Wednesday, May 4, 2011

Why can't we just move forward?


Dear ESB,

I am having a bit of a quandry. Actually, it is a pretty huge issue. I am in love with and have been dating my BF for nearly eight years now. We really enjoy each other's company and he really makes me laugh (the sex is great too!). However, I want to get married, and though we have discussed it many times, I am starting to think it may not happen. There seem to be a few, er, "roadblocks" in the way, for lack of a better term.

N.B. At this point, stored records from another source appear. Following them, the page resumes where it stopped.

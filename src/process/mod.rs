//! Process model layered over the thread scheduler: a [`task::Pid`] is a
//! thread id, and a [`task::Process`] is the extra bookkeeping (parent,
//! children, fds, exit rendezvous) hung off a subset of threads -- the ones
//! running user code rather than pure kernel work.

pub mod current;
pub mod loader;
pub mod task;
pub mod wait;

pub use current::current_pid;
pub use task::Pid;

/// Register the boot thread as the first, parentless process. Called once
/// during kernel init, after the thread and scheduler subsystems are up.
pub fn init() {
    let boot_tid = crate::kernel::thread::current_tid();
    task::register(boot_tid, None, "kernel");
}
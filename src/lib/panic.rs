//! Panic handler with register/state dump to the serial console.

use core::panic::PanicInfo;
use core::sync::atomic::{AtomicBool, AtomicU64, Ordering};

use crate::arch::x86_64::serial::serial_write;

static PANICKING: AtomicBool = AtomicBool::new(false);
static PANIC_COUNT: AtomicU64 = AtomicU64::new(0);

pub fn panic_handler(info: &PanicInfo) -> ! {
    if PANICKING.swap(true, Ordering::SeqCst) {
        serial_write(b"\n!!! RECURSIVE PANIC !!!\n");
        halt();
    }

    let panic_num = PANIC_COUNT.fetch_add(1, Ordering::SeqCst) + 1;

    x86_64::instructions::interrupts::disable();

    print_header(panic_num);
    print_info(info);
    print_registers();
    print_state();

    halt();
}

fn print_header(panic_num: u64) {
    serial_write(b"\n================================================================================\n");
    serial_write(b"!!!                          KERNEL PANIC                                   !!!\n");
    serial_write(b"================================================================================\n");
    if panic_num > 1 {
        let msg = alloc::format!("Panic #{}\n", panic_num);
        serial_write(msg.as_bytes());
    }
}

fn print_info(info: &PanicInfo) {
    serial_write(b"PANIC INFORMATION:\n");
    if let Some(location) = info.location() {
        let loc = alloc::format!("  Location: {}:{}:{}\n", location.file(), location.line(), location.column());
        serial_write(loc.as_bytes());
    }
    let msg = alloc::format!("  Message:  {}\n", info.message());
    serial_write(msg.as_bytes());
}

fn print_registers() {
    use core::arch::asm;
    serial_write(b"REGISTER DUMP:\n");
    unsafe {
        let (rax, rbx, rcx, rdx): (u64, u64, u64, u64);
        let (rsi, rdi, rbp, rsp): (u64, u64, u64, u64);
        asm!("mov {}, rax", out(reg) rax, options(nomem, nostack, preserves_flags));
        asm!("mov {}, rbx", out(reg) rbx, options(nomem, nostack, preserves_flags));
        asm!("mov {}, rcx", out(reg) rcx, options(nomem, nostack, preserves_flags));
        asm!("mov {}, rdx", out(reg) rdx, options(nomem, nostack, preserves_flags));
        asm!("mov {}, rsi", out(reg) rsi, options(nomem, nostack, preserves_flags));
        asm!("mov {}, rdi", out(reg) rdi, options(nomem, nostack, preserves_flags));
        asm!("mov {}, rbp", out(reg) rbp, options(nomem, nostack, preserves_flags));
        asm!("mov {}, rsp", out(reg) rsp, options(nomem, nostack, preserves_flags));
        let regs = alloc::format!(
            "  rax: {:016x}  rbx: {:016x}  rcx: {:016x}  rdx: {:016x}\n\
             rsi: {:016x}  rdi: {:016x}  rbp: {:016x}  rsp: {:016x}\n",
            rax, rbx, rcx, rdx, rsi, rdi, rbp, rsp
        );
        serial_write(regs.as_bytes());
    }
}

fn print_state() {
    serial_write(b"SYSTEM STATE:\n");
    let uptime_ms = crate::time::get_uptime_ms();
    let msg = alloc::format!("  Uptime: {} ms\n", uptime_ms);
    serial_write(msg.as_bytes());

    let stats = crate::heap::get_heap_stats();
    let msg = alloc::format!(
        "  Heap: {} bytes current, {} bytes peak, {} allocs, {} failures\n",
        stats.current_allocated(),
        stats.peak_allocated(),
        stats.total_allocations(),
        stats.allocation_failures(),
    );
    serial_write(msg.as_bytes());
}

#[inline(always)]
fn halt() -> ! {
    serial_write(b"================================================================================\n");
    serial_write(b"System halted.\n");
    loop {
        x86_64::instructions::interrupts::disable();
        x86_64::instructions::hlt();
    }
}

pub fn get_panic_count() -> u64 {
    PANIC_COUNT.load(Ordering::Relaxed)
}

pub fn is_panicking() -> bool {
    PANICKING.load(Ordering::Relaxed)
}
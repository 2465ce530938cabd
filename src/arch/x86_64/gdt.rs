//! # Global Descriptor Table (GDT)
//!
//! The GDT is a data structure used by x86_64 CPUs to define memory segments and their
//! protection attributes. While segmentation is largely legacy in 64-bit mode, the GDT
//! is still required for:
//!
//! 1. **Code/Data Segments**: Kernel and user mode execution requires valid CS/DS entries
//! 2. **Task State Segment (TSS)**: Required for privilege level switching and IST stacks
//! 3. **System Call Entry**: SYSCALL/SYSRET instructions use GDT segment selectors
//!
//! ## GDT Structure
//!
//! ```text
//! Index  Segment          DPL   Type      Usage
//! -----  ---------------  ---   -------   ---------------------------
//! 0      Null Descriptor  -     -         Required by CPU (unused)
//! 1      Kernel Code      0     Code      Kernel mode code segment
//! 2      Kernel Data      0     Data      Kernel mode data segment
//! 3      User Data        3     Data      User mode data segment
//! 4      User Code        3     Code      User mode code segment
//! 5      TSS              0     System    Task State Segment
//! ```
//!
//! ## Segment Selectors
//!
//! Segment selectors are 16-bit values loaded into segment registers:
//! ```text
//! Bits 15-3: Index into GDT (0-8191)
//! Bit 2:     Table Indicator (0=GDT, 1=LDT)
//! Bits 1-0:  Requested Privilege Level (RPL) (0=kernel, 3=user)
//! ```
//!
//! ## 64-bit Mode Differences
//!
//! In 64-bit long mode:
//! - Segmentation is flat (base=0, limit=0xFFFFFFFF)
//! - CS must be valid (for CPL checks and SYSCALL/SYSRET)
//! - DS, ES, SS are mostly ignored (except for SYSCALL/SYSRET)
//! - FS and GS can still be used (via MSRs) for TLS and per-CPU data
//!
//! ## Safety
//!
//! Loading a new GDT is a critical operation that can cause crashes if done incorrectly:
//! - The GDT must remain valid and accessible at all times
//! - Segment selectors must point to valid entries
//! - TSS descriptor must be properly configured
//! - Code must not be interrupted during GDT reload

use x86_64::structures::gdt::{Descriptor, GlobalDescriptorTable, SegmentSelector};
use x86_64::instructions::tables::load_tss;
use x86_64::instructions::segmentation::{Segment, CS, DS, ES, FS, GS, SS};
use lazy_static::lazy_static;
use spin::Mutex;

/// Global GDT instance
///
/// Uses lazy_static to ensure it's initialized exactly once and lives for the
/// entire program lifetime (required since CPU always accesses it).
lazy_static! {
    static ref GDT: (GlobalDescriptorTable, Selectors) = {
        let mut gdt = GlobalDescriptorTable::new();

        // Entry 0: Null descriptor (required by CPU, never loaded)
        // The CPU requires the first entry to be null

        // Entry 1: Kernel code segment (Ring 0)
        // Used for kernel mode execution
        let kernel_code_selector = gdt.add_entry(Descriptor::kernel_code_segment());

        // Entry 2: Kernel data segment (Ring 0)
        // Used for kernel mode data access
        let kernel_data_selector = gdt.add_entry(Descriptor::kernel_data_segment());

        // Entry 3: User data segment (Ring 3)
        // Note: User data must come before user code for SYSRET compatibility
        let user_data_selector = gdt.add_entry(Descriptor::user_data_segment());

        // Entry 4: User code segment (Ring 3)
        // Used for user mode execution
        let user_code_selector = gdt.add_entry(Descriptor::user_code_segment());

        // Entry 5: TSS (Task State Segment)
        // Will be initialized later, placeholder for now
        // TSS is required for privilege level changes and interrupt stacks
        let tss_selector = gdt.add_entry(Descriptor::tss_segment(unsafe {
            &*(&super::tss::TSS as *const _)
        }));

        (gdt, Selectors {
            kernel_code_selector,
            kernel_data_selector,
            user_code_selector,
            user_data_selector,
            tss_selector,
        })
    };
}

/// Segment selectors for all GDT entries
///
/// These are the values that get loaded into segment registers (CS, DS, etc.)
/// and used by SYSCALL/SYSRET instructions.
#[derive(Debug)]
struct Selectors {
    kernel_code_selector: SegmentSelector,
    kernel_data_selector: SegmentSelector,
    user_code_selector: SegmentSelector,
    user_data_selector: SegmentSelector,
    tss_selector: SegmentSelector,
}

/// Initialize and load the Global Descriptor Table
///
/// This function must be called during early boot, before any segmentation-related
/// operations. It loads the GDT and sets up all segment registers.
///
/// # Safety
///
/// Must be called exactly once during boot, with interrupts disabled.
/// After calling this function:
/// - CS will point to kernel code segment
/// - DS, ES, SS will point to kernel data segment
/// - FS, GS will point to kernel data segment (can be changed later for TLS/per-CPU)
/// - TSS will be loaded (providing interrupt stack switching)
pub unsafe fn init_gdt() {
    // Load the GDT into the CPU's GDTR register
    GDT.0.load();

    // Set all segment registers to their correct values
    // CS (Code Segment) - must be updated via a far jump/return
    CS::set_reg(GDT.1.kernel_code_selector);

    // Data segments - can be set directly
    DS::set_reg(GDT.1.kernel_data_selector);
    ES::set_reg(GDT.1.kernel_data_selector);
    SS::set_reg(GDT.1.kernel_data_selector);

    // FS and GS - initially kernel data, but can be changed later
    // FS: typically used for thread-local storage (TLS)
    // GS: typically used for per-CPU data
    FS::set_reg(GDT.1.kernel_data_selector);
    GS::set_reg(GDT.1.kernel_data_selector);

    // Load TSS (Task State Segment)
    // This is required for privilege level changes (user ↔ kernel)
    // and for using IST (Interrupt Stack Table) for critical exceptions
    load_tss(GDT.1.tss_selector);
}

/// Get the kernel code segment selector
///
/// Used by SYSCALL/SYSRET MSR setup
pub fn kernel_code_selector() -> SegmentSelector {
    GDT.1.kernel_code_selector
}

/// Get the kernel data segment selector
///
/// Used by SYSCALL/SYSRET MSR setup
pub fn kernel_data_selector() -> SegmentSelector {
    GDT.1.kernel_data_selector
}

/// Get the user code segment selector
///
/// Used by SYSCALL/SYSRET MSR setup and for returning to userspace
pub fn user_code_selector() -> SegmentSelector {
    GDT.1.user_code_selector
}

/// Get the user data segment selector
///
/// Used by SYSCALL/SYSRET MSR setup and for returning to userspace
pub fn user_data_selector() -> SegmentSelector {
    GDT.1.user_data_selector
}

/// Get the TSS segment selector
///
/// Used for loading the TSS
pub fn tss_selector() -> SegmentSelector {
    GDT.1.tss_selector
}

#[cfg(test)]
mod tests {
    use super::*;

    #[test]
    fn test_gdt_selectors() {
        // Verify segment selectors have correct RPL (Requested Privilege Level)
        // Kernel segments should have RPL=0
        assert_eq!(kernel_code_selector().rpl(), 0);
        assert_eq!(kernel_data_selector().rpl(), 0);

        // User segments should have RPL=3
        assert_eq!(user_code_selector().rpl(), 3);
        assert_eq!(user_data_selector().rpl(), 3);

        // TSS should have RPL=0
        assert_eq!(tss_selector().rpl(), 0);
    }

    #[test]
    fn test_segment_order() {
        // Verify that segments are in the correct order for SYSCALL/SYSRET
        // SYSRET requires: user_data_selector + 8 = user_code_selector
        let user_data_idx = user_data_selector().index();
        let user_code_idx = user_code_selector().index();
        assert_eq!(user_code_idx, user_data_idx + 1);
    }
}
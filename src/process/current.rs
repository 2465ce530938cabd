//! Convenience wrappers for acting on the calling thread's own process
//! bookkeeping -- the common case at every syscall boundary. "Current" is
//! simply whatever [`crate::kernel::thread::current_tid`] reports; there is
//! no separate per-CPU current-process pointer to keep in sync.

use crate::kernel::thread;
use crate::process::task::{self, Pid};

pub fn current_pid() -> Pid {
    thread::current_tid()
}

pub fn with_current<R>(f: impl FnOnce(&mut task::Process) -> R) -> Option<R> {
    task::with_process(current_pid(), f)
}

pub fn name() -> alloc::string::String {
    with_current(|p| p.name.clone()).unwrap_or_default()
}
//! Boot-relative timekeeping.
//!
//! Built on the calibrated TSC ([`crate::arch::x86_64::tsc`]); falls back to
//! the PIT tick counter before calibration has run so early boot logging
//! still gets monotonically increasing (if coarse) timestamps.

use core::sync::atomic::{AtomicU64, Ordering};

use crate::arch::x86_64::tsc;

static BOOT_TSC: AtomicU64 = AtomicU64::new(0);

/// Current time since an arbitrary epoch, in microseconds.
pub fn get_timestamp_us() -> u64 {
    if tsc::get_tsc_frequency() != 0 {
        tsc::tsc_to_ns(tsc::read_tsc()) / 1000
    } else {
        crate::arch::x86_64::pit::ticks() * 1000
    }
}

pub fn init_boot_timestamp() {
    BOOT_TSC.store(tsc::read_tsc(), Ordering::Relaxed);
}

pub fn get_time_since_boot_us() -> u64 {
    if tsc::get_tsc_frequency() == 0 {
        return get_timestamp_us();
    }
    let boot = BOOT_TSC.load(Ordering::Relaxed);
    let now = tsc::read_tsc();
    tsc::tsc_to_ns(now.saturating_sub(boot)) / 1000
}

pub fn get_time_since_boot_ms() -> u64 {
    get_time_since_boot_us() / 1000
}

pub fn get_uptime_ms() -> u64 {
    get_time_since_boot_ms()
}
//! Process lifecycle: fork, exec, wait, and exit. Grounded on
//! `userprog/process.c`'s three-semaphore rendezvous:
//!
//! - `load_sema` -- the parent blocks on this right after forking to learn
//!   whether the child's setup succeeded; the child signals it once it
//!   knows, one way or the other.
//! - `wait_sema` / `exit_sema` -- a dying process signals `wait_sema` so any
//!   parent blocked in `wait` wakes up, then blocks on `exit_sema` itself
//!   until that parent has read `exit_status`. This is what lets `wait`
//!   return a value instead of racing process teardown.

use alloc::string::String;

use crate::arch::x86_64::gdt;
use crate::arch::x86_64::syscall::return_to_user;
use crate::arch::x86_64::trapframe::TrapFrame;
use crate::kernel::scheduler;
use crate::kernel::thread::{self, PRI_DEFAULT};
use crate::mm::address_space;
use crate::process::task::{self, Pid};

/// Entry point for a freshly forked kernel thread. By the time this runs,
/// `fork` has already copied the address space and the saved user frame
/// into the child's thread record -- all that's left is to resume it.
extern "C" fn child_trampoline(arg: usize) -> ! {
    let pid = arg as Pid;
    let frame = thread::with_thread(pid, |t| t.user_frame).unwrap_or_default();
    unsafe { return_to_user(&frame as *const TrapFrame) }
}

/// Fork the calling process. Returns the child's pid to the parent on
/// success, or [`task::PID_ERROR`] if the address space couldn't be copied
/// (out of memory). The child never observes this function returning -- it
/// resumes straight into user mode via [`child_trampoline`], with `rax`
/// forced to 0.
pub fn fork(name: &str) -> Pid {
    let parent = thread::current_tid();

    let child = scheduler::spawn(name, PRI_DEFAULT, child_trampoline, 0);
    // `spawn` wires `arg` into the context as `rbx`, which the trampoline
    // above reads back out as the child's own pid.
    thread::with_thread(child, |t| t.context.rbx = child as u64);

    task::register(child, Some(parent), name);

    let child_fds = task::with_process(parent, |p| p.fds.fork_into()).unwrap_or_default();
    task::with_process(child, |p| p.fds = child_fds);

    let mut child_frame = thread::with_thread(parent, |t| t.user_frame).unwrap_or_default();
    child_frame.set_return_value(0);
    thread::with_thread(child, |t| t.user_frame = child_frame);

    let copied = address_space::fork(parent, child);
    task::with_process(child, |p| p.load_success = copied);

    if !copied {
        address_space::destroy_for(child);
        task::remove(child);
        thread::destroy(child);
        return task::PID_ERROR;
    }

    child
}

/// Tear down the calling process's address space and hand it to a freshly
/// loaded program. Program loading itself goes through
/// [`crate::process::loader`], a narrow interface this kernel doesn't ship a
/// concrete backend for -- so until one is installed, `exec` always fails
/// (returns `false`) without disturbing the caller, the same as handing it a
/// name that doesn't resolve to an executable.
pub fn exec(name: &str) -> bool {
    let pid = thread::current_tid();
    match crate::process::loader::load(pid, name) {
        Some(loaded) => {
            let mut frame = TrapFrame {
                rip: loaded.entry_point,
                rsp: loaded.initial_stack,
                cs: gdt::user_code_selector().0 as u64,
                ss: gdt::user_data_selector().0 as u64,
                rflags: 0x202,
                ..TrapFrame::default()
            };
            frame.set_return_value(0);
            thread::with_thread(pid, |t| t.user_frame = frame);
            task::with_process(pid, |p| p.name = String::from(name));
            true
        }
        None => false,
    }
}

/// Block until child `child_pid` exits, returning its exit status. Fails
/// (`None`) if `child_pid` does not name a living child of the caller, or
/// has already been waited on -- mirroring `process_wait`'s single-use
/// contract.
pub fn wait(child_pid: Pid) -> Option<i32> {
    let caller = thread::current_tid();
    let is_child =
        task::with_process(caller, |p| p.children.contains(&child_pid)).unwrap_or(false);
    if !is_child {
        return None;
    }

    let claimed = task::with_process(child_pid, |p| {
        if p.waited_on {
            false
        } else {
            p.waited_on = true;
            true
        }
    });
    if claimed != Some(true) {
        return None;
    }

    task::with_process(child_pid, |p| p.wait_sema.down());
    let status = task::with_process(child_pid, |p| p.exit_status).unwrap_or(-1);
    task::with_process(child_pid, |p| p.exit_sema.up());

    task::remove(child_pid);
    task::with_process(caller, |p| p.children.retain(|&c| c != child_pid));

    Some(status)
}

/// Terminate the calling process: print the exit message, close its files,
/// tear down its address space, then rendezvous with a waiting parent (if
/// any) before the underlying thread is finally reaped by the scheduler.
pub fn exit(status: i32) -> ! {
    let pid = thread::current_tid();
    let name = task::with_process(pid, |p| p.name.clone()).unwrap_or_else(|| String::from("?"));

    crate::info!("{}: exit({})", name, status);

    task::close_all_fds(pid);
    address_space::destroy_for(pid);
    task::with_process(pid, |p| p.exit_status = status);

    let parent = task::with_process(pid, |p| p.parent).flatten();
    if let Some(parent_pid) = parent {
        if task::exists(parent_pid) {
            task::with_process(pid, |p| p.wait_sema.up());
            task::with_process(pid, |p| p.exit_sema.down());
        }
    }

    if parent.map(|p| !task::exists(p)).unwrap_or(true) {
        task::remove(pid);
    }

    scheduler::exit_current();
}

pub fn halt() -> ! {
    crate::arch::x86_64::serial::serial_write(b"Power off\n");
    loop {
        x86_64::instructions::interrupts::disable();
        x86_64::instructions::hlt();
    }
}

#[cfg(test)]
mod tests {
    use super::*;

    #[test]
    fn fork_makes_child_a_registered_child_process() {
        let parent = scheduler::init(crate::init::config::SchedPolicy::Priority);
        task::register(parent, None, "parent");

        let child = fork("parent");

        assert_ne!(child, task::PID_ERROR);
        assert!(task::with_process(parent, |p| p.children.contains(&child)).unwrap());
        assert_eq!(task::with_process(child, |p| p.parent), Some(Some(parent)));
        assert_eq!(
            thread::with_thread(child, |t| t.user_frame.rax),
            Some(0),
            "child's cloned frame must return 0 from fork"
        );
    }

    #[test]
    fn exec_without_a_loader_installed_fails() {
        assert!(!exec("nonexistent-program"));
    }

    #[test]
    fn wait_rejects_a_pid_that_is_not_a_child() {
        let caller = scheduler::init(crate::init::config::SchedPolicy::Priority);
        task::register(caller, None, "caller");
        assert_eq!(wait(caller + 1000), None);
    }
}
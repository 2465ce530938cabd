//! Frame table (C6) and the page-granular physical allocator backing it.
//! Grounded on `vm/vm.c`'s `vm_get_frame` / `vm_evict_frame` / `frame_list`,
//! adapted from Pintos's real-physical-memory `palloc_get_page` to a static
//! pool carved out of the kernel image, since this kernel has no bootloader
//! memory map to parse.
//!
//! Kept deliberately separate from [`crate::heap`]: the heap backs
//! kernel-metadata allocations (`Box`, `Vec`, the supplemental page table
//! itself); this pool backs user pages and is the thing eviction reclaims.

use alloc::collections::{BTreeMap, VecDeque};
use alloc::vec::Vec;
use spin::Mutex;

use crate::kernel::thread::Tid;
use crate::mm::bitmap::Bitmap;
use crate::mm::page::Va;

pub const PAGE_SIZE: usize = 4096;

/// 4 MiB user pool -- enough pages to demonstrate eviction under load
/// without needing real memory-map discovery.
const POOL_PAGES: usize = 1024;

#[repr(align(4096))]
struct Pool([u8; POOL_PAGES * PAGE_SIZE]);

static mut USER_POOL: Pool = Pool([0u8; POOL_PAGES * PAGE_SIZE]);

bitflags::bitflags! {
    #[derive(Debug, Clone, Copy, PartialEq, Eq)]
    pub struct AllocFlags: u32 {
        const ZERO = 1 << 0;
        const USER = 1 << 1;
    }
}

pub trait PageAllocator: Send + Sync {
    fn palloc_get_page(&self, flags: AllocFlags) -> Option<u64>;
    fn palloc_free_page(&self, kva: u64);
}

struct BitmapPool {
    base: u64,
    bitmap: Mutex<Bitmap>,
}

impl PageAllocator for BitmapPool {
    fn palloc_get_page(&self, flags: AllocFlags) -> Option<u64> {
        let idx = self.bitmap.lock().scan_and_flip()?;
        let kva = self.base + (idx * PAGE_SIZE) as u64;
        if flags.contains(AllocFlags::ZERO) {
            unsafe { core::ptr::write_bytes(kva as *mut u8, 0, PAGE_SIZE) };
        }
        Some(kva)
    }

    fn palloc_free_page(&self, kva: u64) {
        let idx = ((kva - self.base) / PAGE_SIZE as u64) as usize;
        self.bitmap.lock().set(idx, false);
    }
}

static POOL: Mutex<Option<BitmapPool>> = Mutex::new(None);

struct Frame {
    kva: u64,
    owner: Option<(Tid, Va)>,
    refcount: u32,
}

struct FrameTable {
    frames: BTreeMap<u64, Frame>,
    /// Eviction order: the head is the next victim, per the frame table's
    /// FIFO policy.
    fifo: VecDeque<u64>,
}

static FRAMES: Mutex<FrameTable> =
    Mutex::new(FrameTable { frames: BTreeMap::new(), fifo: VecDeque::new() });

/// Reserve the user pool and reset the frame table. Called once during boot,
/// after the heap (the frame table's `BTreeMap`/`VecDeque` live on it) and
/// before the scheduler creates any thread that might fault.
pub fn init() -> Result<(), &'static str> {
    let base = core::ptr::addr_of!(USER_POOL) as u64;
    *POOL.lock() = Some(BitmapPool { base, bitmap: Mutex::new(Bitmap::new(POOL_PAGES)) });
    let mut table = FRAMES.lock();
    table.frames.clear();
    table.fifo.clear();
    Ok(())
}

fn pool_get(flags: AllocFlags) -> Option<u64> {
    POOL.lock().as_ref().expect("palloc::init not called").palloc_get_page(flags)
}

fn pool_free(kva: u64) {
    POOL.lock().as_ref().expect("palloc::init not called").palloc_free_page(kva)
}

/// Generic `palloc_get_page`/`palloc_free_page` surface (used directly by
/// the architecture paging code for page-table nodes, which don't go through
/// the frame table's refcount/eviction bookkeeping).
pub fn alloc_page() -> Option<u64> {
    pool_get(AllocFlags::ZERO)
}

pub fn free_page(kva: u64) {
    pool_free(kva);
}

/// Obtain a user-pool frame for `owner` (the faulting page's (thread, va)),
/// evicting the FIFO victim if the pool is full. Always returns a valid
/// frame: eviction only fails if nothing is tracked in the frame table,
/// which would mean the pool was never actually exhausted.
pub fn frame_alloc(owner: (Tid, Va)) -> Option<u64> {
    let kva = match pool_get(AllocFlags::ZERO.union(AllocFlags::USER)) {
        Some(kva) => kva,
        None => evict()?,
    };
    let mut table = FRAMES.lock();
    table.frames.insert(kva, Frame { kva, owner: Some(owner), refcount: 1 });
    table.fifo.push_back(kva);
    Some(kva)
}

/// Increment a frame's refcount (CoW sharing on fork).
pub fn frame_incref(kva: u64) {
    let mut table = FRAMES.lock();
    if let Some(frame) = table.frames.get_mut(&kva) {
        frame.refcount += 1;
    }
}

pub fn frame_refcount(kva: u64) -> u32 {
    FRAMES.lock().frames.get(&kva).map(|f| f.refcount).unwrap_or(0)
}

pub fn frame_owner(kva: u64) -> Option<(Tid, Va)> {
    FRAMES.lock().frames.get(&kva).and_then(|f| f.owner)
}

pub fn set_frame_owner(kva: u64, owner: (Tid, Va)) {
    if let Some(frame) = FRAMES.lock().frames.get_mut(&kva) {
        frame.owner = Some(owner);
    }
}

/// Decrement a frame's refcount; at zero, drop it from the FIFO list and
/// release the physical page. Every frame on the FIFO list is owned by
/// exactly one logical page -- CoW-shared frames are refcounted but only
/// ever sit on one owner's FIFO entry at a time.
pub fn free_frame(kva: u64) {
    let mut table = FRAMES.lock();
    let done = match table.frames.get_mut(&kva) {
        Some(frame) => {
            frame.refcount = frame.refcount.saturating_sub(1);
            frame.refcount == 0
        }
        None => return,
    };
    if done {
        table.frames.remove(&kva);
        table.fifo.retain(|k| *k != kva);
        drop(table);
        pool_free(kva);
    }
}

/// Pop the FIFO head, ask its owning page to swap itself out, then hand the
/// freed frame back to the caller (zeroed) as the newly claimed frame.
fn evict() -> Option<u64> {
    let victim_kva = {
        let mut table = FRAMES.lock();
        table.fifo.pop_front()?
    };
    let owner = frame_owner(victim_kva)?;
    let swapped = crate::mm::address_space::swap_out_owner(owner);
    if !swapped {
        // Put it back at the tail and give up; caller will see allocation
        // failure rather than silently dropping data.
        FRAMES.lock().fifo.push_back(victim_kva);
        return None;
    }
    let mut table = FRAMES.lock();
    table.frames.remove(&victim_kva);
    drop(table);
    unsafe { core::ptr::write_bytes(victim_kva as *mut u8, 0, PAGE_SIZE) };
    Some(victim_kva)
}

pub fn frame_table_len() -> usize {
    FRAMES.lock().frames.len()
}

#[cfg(test)]
mod tests {
    use super::*;

    #[test]
    fn alloc_and_free_round_trip() {
        let _ = init();
        let kva = frame_alloc((1, 0x1000)).unwrap();
        assert_eq!(frame_refcount(kva), 1);
        free_frame(kva);
        assert_eq!(frame_table_len(), 0);
    }

    #[test]
    fn shared_frame_survives_one_free() {
        let _ = init();
        let kva = frame_alloc((1, 0x2000)).unwrap();
        frame_incref(kva);
        free_frame(kva);
        assert_eq!(frame_refcount(kva), 1);
        free_frame(kva);
        assert_eq!(frame_table_len(), 0);
    }
}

First off, my BF is Italian, and his parents are immigrants who speak little English. They have very traditional beliefs and don't want us living together before marriage. Right now I usually only see my BF once a week, because he lives at the other end of the city and works from home (he lives in his parent's basement). I have met his parents (though it took him three years to finally introduce me to them) and they seem to like and accept me, but still, I would like us to keep moving forward. Also, there is the catholic thing. I am not religious, and my BF isn't particularly devout either, but his parents insist that we must get married in a catholic church (which means I have to become catholic). I honestly can't see myself doing that, but if that's what I have to do, so be it.

Now the problems that are really bothering me. We are trying to save money for our own house. Our plan is that we will buy a house, then get married, and then move into it together (I will live there by myself before). Great, right? Well, we aren't anywhere near having enough money for the down payment and I haven't seen any sign that he is going to propose. Our friends have been harassing him to buy a ring and propose to me for about five years now; I even had my best friend tell him exactly what style of ring I like. But nothing. I suppose he probably thinks buying a ring is just money that would be better put into the house fund, but still, it's the gesture that counts, isn't it? Each holiday and birthday and long weekend goes by and nothing. And I only see him on weekends. We've never actually spent more than a couple of consecutive days together. When I think of this, I feel really frustrated and upset.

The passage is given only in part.